As the climate changes, researchers like Adler and Stemkovski are working to understand how a thousand tweaks to the plant community might impact ecosystems as a whole. The task is as difficult as it sounds—like trying to determine a car’s gas mileage for a thousand-mile trip after you replace one cup of gasoline with chicken soup. There are plenty of uncertainties. But it’s also a vital topic to explore, especially in the 30 to 50-year timeframe in which these researchers work.
Ecosystems respond to climate changes through factors spanning a range of timescales. Seasonally based changes such as timing of plant germination are fairly easy for ecologists to observe and track. But longer-term conundrums aren’t so straightforward. Natural ecosystems have feedback loops and complex interactions that might throw the aforementioned car onto a completely unexpected, uphill, and boulder-strewn track.
Evolutionary adaptations, plant dispersal, and things like wildfire and insect infestations, as well as biogeochemical cycles, may not play out for decades or even centuries after the climate begins to shift, says Adler. Given enough time, all these components will eventually adjust to warmer conditions. The problem is that we don’t know how long that will take, he says.
In the meantime, the benefits that ecosystems provide to society, like forage for wild and domestic animals, may erode.
The strategy the team is using to tackle this topic is to take a giant step back, and to analyze the landscape from a metaphorical and literal distance. Adler and Stemkovski use satellite imagery to track and project ‘net primary productivity’—the total amount of plant life any given landscape produces.
This is an important factor to understand, not just for grazing cattle and wildlife, but to determine ecological consequences of climate change that will occur over long periods of time as the disequilibrium between plants and climate increases, and eventually settles.
A warmer, drier climate may cause a piece of ground to become more barren, or to yield itself up to a new balance of plants, or even to shift to new species entirely. It could trigger some landscapes such as (currently) frozen tundra to thaw and begin producing more total plant mass.
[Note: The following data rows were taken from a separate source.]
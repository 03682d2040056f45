//! The group Bn as a whole: generating sets and exhaustive enumeration.
//!
//! Enumeration materializes every element, so it is meant for checking and
//! for small dimensions; the REPL never needs it.

use std::collections::VecDeque;

use hashbrown::HashSet;

use super::{Automorphism, Generator};
use crate::model::Dimension;

/// Adjacent transpositions `(i, i+1)` plus the flip of axis 0. These
/// generate all of Bn.
pub fn canonical_generators(dimension: Dimension) -> Vec<Automorphism> {
    let n = dimension.as_usize();
    let swaps = (0..n.saturating_sub(1)).map(|i| Generator::Swap(i, i + 1));
    let flip = (n > 0).then_some(Generator::Flip(0));
    swaps
        .chain(flip)
        .filter_map(|g| Automorphism::generator(g, dimension).ok())
        .collect()
}

/// Closure of `generators` under composition, starting from the identity.
/// Breadth-first, so the identity comes first and each element appears once.
pub fn closure(dimension: Dimension, generators: &[Automorphism]) -> Vec<Automorphism> {
    let identity = Automorphism::identity(dimension);
    let mut seen: HashSet<Automorphism> = HashSet::new();
    let mut queue = VecDeque::from([identity.clone()]);
    let mut elements = Vec::new();
    seen.insert(identity);

    while let Some(element) = queue.pop_front() {
        for g in generators {
            let Ok(next) = g.compose(&element) else { continue };
            if seen.insert(next.clone()) {
                queue.push_back(next);
            }
        }
        elements.push(element);
    }
    elements
}

/// Every element of Bn.
pub fn enumerate(dimension: Dimension) -> Vec<Automorphism> {
    closure(dimension, &canonical_generators(dimension))
}

/// `|Bn| = n! * 2^n`.
pub fn order(dimension: Dimension) -> u64 {
    dimension.group_order()
}
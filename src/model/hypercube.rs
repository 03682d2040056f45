//! The hypercube graph Qn.

use serde::{Deserialize, Serialize};

use super::{Dimension, Edge, VertexId};
use crate::automorphism::Automorphism;
use crate::{Error, Result};

/// Vertex and edge set of Qn. Built once per dimension, immutable after.
#[derive(Debug, Clone, PartialEq, Eq, Serialize, Deserialize)]
pub struct Hypercube {
    dimension: Dimension,
    /// Canonical edges, sorted by `(low, high)`.
    edges: Vec<Edge>,
}

impl Hypercube {
    /// Build Qn: labels `0..2^n`, an edge between every pair of labels at
    /// Hamming distance one.
    pub fn build(dimension: Dimension) -> Self {
        let n = dimension.as_usize();
        let mut edges = Vec::with_capacity(n << n.saturating_sub(1));
        for low in 0..dimension.vertex_count() {
            for axis in 0..n {
                let high = low | (1 << axis);
                if high != low {
                    edges.push(Edge { low: VertexId(low), high: VertexId(high) });
                }
            }
        }
        edges.sort();
        Self { dimension, edges }
    }

    pub fn dimension(&self) -> Dimension {
        self.dimension
    }

    pub fn vertex_count(&self) -> u32 {
        self.dimension.vertex_count()
    }

    pub fn vertices(&self) -> impl Iterator<Item = VertexId> {
        (0..self.dimension.vertex_count()).map(VertexId)
    }

    pub fn edges(&self) -> &[Edge] {
        &self.edges
    }

    /// Fail with `VertexOutOfRange` unless `v` is a vertex of this cube.
    pub fn check_vertex(&self, v: VertexId) -> Result<()> {
        if !v.is_in(self.dimension) {
            return Err(Error::VertexOutOfRange { vertex: v.0, dimension: self.dimension.get() });
        }
        Ok(())
    }

    pub fn has_edge(&self, u: VertexId, v: VertexId) -> bool {
        u.is_in(self.dimension) && v.is_in(self.dimension) && u.distance(v) == 1
    }

    /// Neighbours of `v`, ordered by axis.
    pub fn neighbors(&self, v: VertexId) -> Result<Vec<VertexId>> {
        self.check_vertex(v)?;
        Ok((0..self.dimension.as_usize()).map(|axis| VertexId(v.0 ^ (1 << axis))).collect())
    }

    /// Edges of the subgraph induced by `vertices`.
    pub fn induced_edges(&self, vertices: &[VertexId]) -> Vec<Edge> {
        let mut inside = vec![false; self.dimension.vertex_count() as usize];
        for v in vertices.iter().filter(|v| v.is_in(self.dimension)) {
            inside[v.0 as usize] = true;
        }
        self.edges
            .iter()
            .filter(|e| inside[e.low.0 as usize] && inside[e.high.0 as usize])
            .copied()
            .collect()
    }

    /// The label displayed at every position once `automorphism` is applied:
    /// entry `p` is `automorphism(p)`.
    pub fn labeling(&self, automorphism: &Automorphism) -> Result<Vec<VertexId>> {
        self.dimension.ensure_same(automorphism.dimension())?;
        Ok(automorphism.vertex_permutation())
    }
}
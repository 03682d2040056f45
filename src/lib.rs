//! # hypercube-rs: Hypercube Automorphism Explorer
//!
//! Interactive exploration of the symmetries of the hypercube graphs
//! Q0..Q5, drawn as ASCII art.
//!
//! ## Design Principles
//!
//! 1. **Pure core**: building a cube, composing symmetries, projecting and
//!    rendering are pure functions of their explicit inputs
//! 2. **Signed permutations**: an automorphism is a (permutation, flip mask)
//!    pair, so composition and inversion are O(n)
//! 3. **Fixed layout**: vertex positions never move; a symmetry only changes
//!    which label is drawn where
//! 4. **Explicit session**: the REPL owns a `Session` value, there is no
//!    global "current transform"
//!
//! ## Quick Start
//!
//! ```rust
//! use hypercube_rs::{Automorphism, Dimension, Hypercube, ProjectionTable, render};
//!
//! # fn example() -> hypercube_rs::Result<()> {
//! let dim = Dimension::new(2)?;
//! let cube = Hypercube::build(dim);
//! let table = ProjectionTable::build(dim);
//!
//! let flip = Automorphism::flip(0, dim)?;
//! let labeling = cube.labeling(&flip)?;
//! let frame = render::render(&table, &labeling, cube.edges(), None)?;
//!
//! println!("{frame}");
//! # Ok(())
//! # }
//! ```

// ============================================================================
// Modules
// ============================================================================

pub mod model;
pub mod automorphism;
pub mod projection;
pub mod render;
pub mod repl;
pub mod config;

// ============================================================================
// Re-exports
// ============================================================================

pub use model::{Dimension, Edge, Hypercube, VertexId, MAX_DIMENSION};
pub use automorphism::{Automorphism, Generator};
pub use projection::{Point, ProjectionTable};
pub use render::{Color, Coloring, Frame};
pub use repl::Session;
pub use config::ReplConfig;

// ============================================================================
// Error Types
// ============================================================================

#[derive(Debug, thiserror::Error)]
pub enum Error {
    #[error("Unsupported dimension {requested}: dimension must be between 0 and {max}", max = MAX_DIMENSION)]
    UnsupportedDimension { requested: usize },

    #[error("Dimension mismatch: expected dimension {expected}, got {got}")]
    DimensionMismatch { expected: u8, got: u8 },

    #[error("Invalid command at position {position}: {message}")]
    InvalidCommand { position: usize, message: String },

    #[error("Axis {axis} is out of range for dimension {dimension}")]
    AxisOutOfRange { axis: usize, dimension: u8 },

    #[error("Vertex {vertex} is out of range for dimension {dimension}")]
    VertexOutOfRange { vertex: u32, dimension: u8 },

    #[error("Invalid permutation: {0}")]
    InvalidPermutation(String),

    #[error("Invalid bit string '{0}': expected only 0 and 1")]
    InvalidBitString(String),

    #[error("Invalid reflection mask '{mask}': {message}")]
    InvalidMask { mask: String, message: String },

    #[error("Invalid pattern '{pattern}': {message}")]
    InvalidPattern { pattern: String, message: String },

    #[error("Configuration error: {0}")]
    Config(String),

    #[error("Serialization error: {0}")]
    Serialization(#[from] serde_json::Error),

    #[error("IO error: {0}")]
    Io(#[from] std::io::Error),
}

pub type Result<T> = std::result::Result<T, Error>;
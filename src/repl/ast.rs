//! REPL command AST.
//!
//! Numbers and bit strings stay as text until execution, where the current
//! dimension decides whether they are valid.

use crate::render::Color;

/// One REPL command.
#[derive(Debug, Clone, PartialEq, Eq)]
pub enum Command {
    /// Select a dimension (identity transform, colors cleared).
    New(usize),
    Flip(usize),
    Swap(usize, usize),
    /// Reflect by a bit-string mask, most significant coordinate first.
    Reflect(String),
    /// Rearrange coordinates by a bit order.
    Rotate(Vec<usize>),
    Random,
    Invert,
    Reset,
    Show,
    Json,
    Color { target: Target, color: Color },
    Uncolor { target: Target },
    Help,
    Verbose,
    Exit,
}

/// What a `color` or `uncolor` command acts on.
#[derive(Debug, Clone, PartialEq, Eq)]
pub enum Target {
    /// The vertices themselves.
    Vertices(VertexSet),
    /// Edges of the subgraph induced by the vertices.
    Between(VertexSet),
    /// Vertices and edges of the subcube matched by a pattern.
    Subcube(String),
}

/// A set of vertices written either as labels or as one wildcard pattern.
#[derive(Debug, Clone, PartialEq, Eq)]
pub enum VertexSet {
    Labels(Vec<String>),
    Pattern(String),
}

/// Usage line, description and example for every command, in help order.
pub const COMMANDS: &[(&str, &str, &str)] = &[
    ("new <n>", "draw the n-dimensional cube (0-5), alias dim", "new 4"),
    ("flip <axis>", "flip one coordinate", "flip 0"),
    ("swap <i> <j>", "exchange two coordinates", "swap 0 2"),
    ("reflect <bits>", "flip every coordinate marked 1", "reflect 101"),
    ("rotate <k...>", "reorder coordinates by a bit order", "rotate 1 2 0"),
    ("random", "apply a uniformly random symmetry", "random"),
    ("invert", "replace the symmetry by its inverse", "invert"),
    ("reset", "return to the identity", "reset"),
    ("show", "print the symmetry, its order and cycles", "show"),
    ("json", "print the symmetry and labeling as JSON", "json"),
    ("color <target> <color>", "color vertices or edges", "color between 1*0 red"),
    ("uncolor <target>", "remove colors", "uncolor subcube 1**"),
    ("help", "print this help", "help"),
    ("verbose", "toggle verbose output", "verbose"),
    ("exit", "leave, alias quit", "exit"),
];
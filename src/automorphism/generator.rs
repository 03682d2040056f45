//! Named generators of the hyperoctahedral group.

use std::fmt;

use serde::{Deserialize, Serialize};

use crate::model::Dimension;

/// A canonical generating element, resolved against a dimension by
/// `Automorphism::generator`.
#[derive(Debug, Clone, Copy, PartialEq, Eq, Hash, Serialize, Deserialize)]
pub enum Generator {
    /// Exchange two coordinate axes.
    Swap(usize, usize),
    /// Negate one coordinate axis.
    Flip(usize),
}

impl Generator {
    /// Every generator valid in `dimension`: all flips, then all swaps
    /// `i < j`.
    pub fn all(dimension: Dimension) -> Vec<Generator> {
        let n = dimension.as_usize();
        let flips = (0..n).map(Generator::Flip);
        let swaps = (0..n).flat_map(|i| (i + 1..n).map(move |j| Generator::Swap(i, j)));
        flips.chain(swaps).collect()
    }
}

impl fmt::Display for Generator {
    fn fmt(&self, f: &mut fmt::Formatter<'_>) -> fmt::Result {
        match self {
            Generator::Swap(i, j) => write!(f, "swap {i} {j}"),
            Generator::Flip(axis) => write!(f, "flip {axis}"),
        }
    }
}

#[cfg(test)]
mod tests {
    use super::*;

    #[test]
    fn test_all_generators_of_cube() {
        let gens = Generator::all(Dimension::new(3).unwrap());
        assert_eq!(gens, vec![
            Generator::Flip(0),
            Generator::Flip(1),
            Generator::Flip(2),
            Generator::Swap(0, 1),
            Generator::Swap(0, 2),
            Generator::Swap(1, 2),
        ]);
    }

    #[test]
    fn test_no_generators_in_dimension_zero() {
        assert!(Generator::all(Dimension::new(0).unwrap()).is_empty());
    }
}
The shift might feedback on itself … a warming landscape that invites darker-colored plants could exacerbate further warming and drying by absorbing more sunlight. Adler and Stemkovski are using historical satellite data to develop a model for predicting what might happen across the big picture as the climate begins making these changes.
Their model suggests that the rate at which ecosystems respond to climate change is a critical and overlooked component to reduce uncertainty about future projections. When a model assumes that ecosystems will respond very slowly to climate change, it tends to project widespread decreases in net primary productivity in the western U.S. as soon as 2100.
When it assumes a rapid adjustment, a model often predicts an increase in net productivity. The gap between these two scenarios shows how much work we still have to do to improve our understanding of big-picture patterns, Adler explains.
Understanding and predicting the impacts of climate change on biodiversity and ecosystem function is now a primary focus of ecological research. Human-caused changes to the climate are quickly disrupting relationships between plants and the natural world that took millennia to develop.
We won’t really understand how the natural world will ultimately respond to the (relatively) lightning-fast jolt of human-caused climate change for centuries or more. The best we can do for now, Adler says, is to recognize the uncertainties and do our best to help ecosystems adapt to the shock.
Their research is published in Ecology Letters.
More information:
Andrew J. Felton et al, Climate disequilibrium dominates uncertainty in long‐term projections of primary productivity, Ecology Letters (2022). DOI: 10.1111/ele.14132
Journal information:
Ecology Letters
Provided by
Utah State University
Catching up to climate change by tracking big-picture patterns (2022, December 19)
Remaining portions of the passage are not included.